MassGOP officials say the party should not be on the hook for its whopping $600,000 debt, pointing to an audit that shows losing Republican gubernatorial candidate Geoff Diehl’s campaign is responsible for a majority of the charges.
Party Chair Amy Carnevale said the bulk, or $404,000 of the $602,000 in unpaid invoices she inherited from past Chair Jim Lyons are from advertising and media-related expenses authorized and signed by the Diehl campaign, “but incredibly were billed well after Election Day to the MassGOP.”
“Not on my watch,” Carnevale said in a Friday email to state Republicans. “We are auditing all these invoices to determine who is ultimately responsible for paying them because we have not received sufficient documentation from the vendor.”
The majority of these charges were for radio and television ads related to the governor’s race, according to MassGOP Executive Director John Milligan. The audit, he said, will differentiate between what expenses the party is liable for, which includes appearances authorized and hosted by MassGOP, and what Diehl’s campaign should pay for.
“There will be some amount of that $404,000 that the party is liable for,” Carnevale, who defeated Lyons for party leadership in January, told the Herald. “But it’s clear that a significant amount of that expense is Diehl-related, that should never have been billed to the MassGOP in the first place.”
Diehl and Lyons did not respond to a request for comment.
While on a “much smaller scale,” Milligan said a similar situation occurred with other Republican candidates, for state senator and representative, in the past election cycle.
Between those campaigns, the party was billed a total of $29,500 by Mittcom, the same vendor that sent the unpaid invoices for Diehl, he said.

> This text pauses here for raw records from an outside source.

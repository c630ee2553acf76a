//! Claim codec for the `claims` metadata key.
//!
//! A [`Claim`] is the authentication assertion as the application sees it.
//! On the wire only the `{type, value, valueType}` triple travels, as a JSON
//! array of [`ClaimEntry`] objects. The issuer is dropped and restored to
//! [`DEFAULT_ISSUER`] on the receiving side.

use serde::{Deserialize, Serialize};
use tracing::warn;

use crate::error::{MetadataError, Result};

/// Value type assigned when a claim does not name one
pub const DEFAULT_VALUE_TYPE: &str = "http://www.w3.org/2001/XMLSchema#string";

/// Issuer assigned to claims reconstructed from the wire
pub const DEFAULT_ISSUER: &str = "LOCAL AUTHORITY";

/// Native authentication claim
#[derive(Debug, Clone, PartialEq, Eq, Hash)]
pub struct Claim {
    pub claim_type: String,
    pub value: String,
    pub value_type: String,
    pub issuer: String,
}

impl Claim {
    /// Create a string-typed claim from the default issuer
    pub fn new(claim_type: impl Into<String>, value: impl Into<String>) -> Self {
        Self {
            claim_type: claim_type.into(),
            value: value.into(),
            value_type: DEFAULT_VALUE_TYPE.to_string(),
            issuer: DEFAULT_ISSUER.to_string(),
        }
    }

    /// Set value type
    pub fn with_value_type(mut self, value_type: impl Into<String>) -> Self {
        self.value_type = value_type.into();
        self
    }

    /// Set issuer
    pub fn with_issuer(mut self, issuer: impl Into<String>) -> Self {
        self.issuer = issuer.into();
        self
    }
}

/// Transportable projection of a [`Claim`]
///
/// Older peers emit PascalCase field names, so those are accepted on decode.
#[derive(Debug, Clone, PartialEq, Eq, Serialize, Deserialize)]
pub struct ClaimEntry {
    #[serde(rename = "type", alias = "Type")]
    pub claim_type: String,

    #[serde(alias = "Value")]
    pub value: String,

    #[serde(rename = "valueType", alias = "ValueType", default)]
    pub value_type: Option<String>,
}

impl ClaimEntry {
    pub fn from_claim(claim: &Claim) -> Self {
        Self {
            claim_type: claim.claim_type.clone(),
            value: claim.value.clone(),
            value_type: Some(claim.value_type.clone()),
        }
    }

    /// Rebuild the native claim, filling defaults for what the wire omits
    pub fn to_claim(&self) -> Claim {
        self.to_claim_with_default(DEFAULT_VALUE_TYPE)
    }

    fn to_claim_with_default(&self, default_value_type: &str) -> Claim {
        Claim {
            claim_type: self.claim_type.clone(),
            value: self.value.clone(),
            value_type: self
                .value_type
                .clone()
                .unwrap_or_else(|| default_value_type.to_string()),
            issuer: DEFAULT_ISSUER.to_string(),
        }
    }
}

impl From<&Claim> for ClaimEntry {
    fn from(claim: &Claim) -> Self {
        ClaimEntry::from_claim(claim)
    }
}

impl From<ClaimEntry> for Claim {
    fn from(entry: ClaimEntry) -> Self {
        entry.to_claim()
    }
}

/// What to do when a `claims` value is present but undecodable
#[derive(Debug, Clone, Copy, PartialEq, Eq, Default, Serialize, Deserialize)]
#[serde(rename_all = "snake_case")]
pub enum ClaimsDecodePolicy {
    /// Report a [`MetadataError::MalformedClaims`] fault
    #[default]
    Strict,
    /// Log a warning and report the claims as absent
    Lenient,
}

/// Encodes and decodes the JSON claim array
#[derive(Debug, Clone, PartialEq, Eq)]
pub struct ClaimCodec {
    policy: ClaimsDecodePolicy,
    default_value_type: String,
}

impl Default for ClaimCodec {
    fn default() -> Self {
        Self::new(ClaimsDecodePolicy::Strict, DEFAULT_VALUE_TYPE)
    }
}

impl ClaimCodec {
    pub fn new(policy: ClaimsDecodePolicy, default_value_type: impl Into<String>) -> Self {
        Self {
            policy,
            default_value_type: default_value_type.into(),
        }
    }

    /// Strict codec with the default value type
    pub fn strict() -> Self {
        Self::default()
    }

    /// Lenient codec with the default value type
    pub fn lenient() -> Self {
        Self::new(ClaimsDecodePolicy::Lenient, DEFAULT_VALUE_TYPE)
    }

    pub fn policy(&self) -> ClaimsDecodePolicy {
        self.policy
    }

    pub fn default_value_type(&self) -> &str {
        &self.default_value_type
    }

    /// Serialize claims to the wire JSON array
    pub fn encode<'a, I>(&self, claims: I) -> Result<String>
    where
        I: IntoIterator<Item = &'a Claim>,
    {
        let entries: Vec<ClaimEntry> = claims.into_iter().map(ClaimEntry::from_claim).collect();
        serde_json::to_string(&entries).map_err(|e| MetadataError::ClaimsEncoding(e.to_string()))
    }

    /// Decode a wire JSON array.
    ///
    /// `Ok(None)` is only returned by the lenient policy for a malformed
    /// payload; the strict policy returns the fault.
    pub fn decode(&self, payload: &str) -> Result<Option<Vec<Claim>>> {
        match serde_json::from_str::<Vec<ClaimEntry>>(payload) {
            Ok(entries) => Ok(Some(
                entries
                    .iter()
                    .map(|entry| entry.to_claim_with_default(&self.default_value_type))
                    .collect(),
            )),
            Err(e) => match self.policy {
                ClaimsDecodePolicy::Strict => {
                    Err(MetadataError::malformed_claims(e.to_string(), payload.len()))
                }
                ClaimsDecodePolicy::Lenient => {
                    warn!(
                        error = %e,
                        payload_len = payload.len(),
                        "Discarding malformed claims payload"
                    );
                    Ok(None)
                }
            },
        }
    }
}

The remainder of the party’s “enormous debt,” as described by Friday’s email, is due to issues with how the party handled candidate payment for coordinated mail, Milligan said.
Since MassGOP has an “indicia,” a marking that is used as a substitute for stamps, candidates will direct the businesses that design and print their campaign mail to bill the party, to receive its bulk mail discount.
Candidates will then send a check to MassGOP to cover those printing costs, Milligan said, “but what ended up happening here is that the money that was coming in from candidates was spent in other ways,” rather than going toward paying those small businesses.
“In this case, it’s not that what happened was in violation of any campaign finance law to my knowledge, but the candidates did give the money to the party with an expectation that their printers would be paid,” Milligan said.
Expenses the audit deems are not the party’s responsibility, however, will not be paid by MassGOP, he said. It will likely be up to the vendor, Mittcom, to redirect those invoices to the campaigns that authorized the payment.
Carnevale and Milligan are clear, though, on blaming former Chair Lyons, for saddling the party with its massive debt.
There are always leftover invoices when there’s a transition in party leadership, but Milligan said everyone he’s spoken to, whether from the Republican National Committee, state parties or vendors, “are continually shocked by the situation that we’ve been left with.”
“I would say that it’s definitely difficult,” Milligan said. “I think some donors are skittish about giving money to an organization to basically pay off what they see as other people’s debt. So that definitely is impacting us.”
The party is back in the black, for now, Carnevale said, thanks to $100,000 raised in March by MassGOP donors.
Carnevale said the party is also working with the Office of Campaign and Political Finance to audit invoices shared between the MassGOP and dozens of campaign committees, regarding $300,000 in spending that was misreported during the last campaign cycle.
This will require “scores of candidates” to amend their OCPF filings along with the party, work that Carnevale described as “ongoing but nearing conclusion.”
Further, Carnevale, for the first time, recommended that Republican State Committee members take the advice of outside counsel Brian Kelly, and vote to dismiss a lawsuit Lyons filed against MassGOP Treasurer Patrick Crowley last year, for control of the party’s bank account.
The lawsuit is the only one that remains of the four Carnevale said she inherited from the former chair, all of which involved using MassGOP finances to pursue inter-party litigation.
In the past, Carnevale said her position had been to let State Committee members determine whether to continue with the remaining litigation. But she said she decided to make her view known because continued litigation would result in “serious and significant” consequences for the party.
It’s time to get “past the cycle of Republicans suing Republicans,” she said, and focus on elections.
“This is a painful circumstance we inherited, and it will not be easy to resolve,” Carnevale said.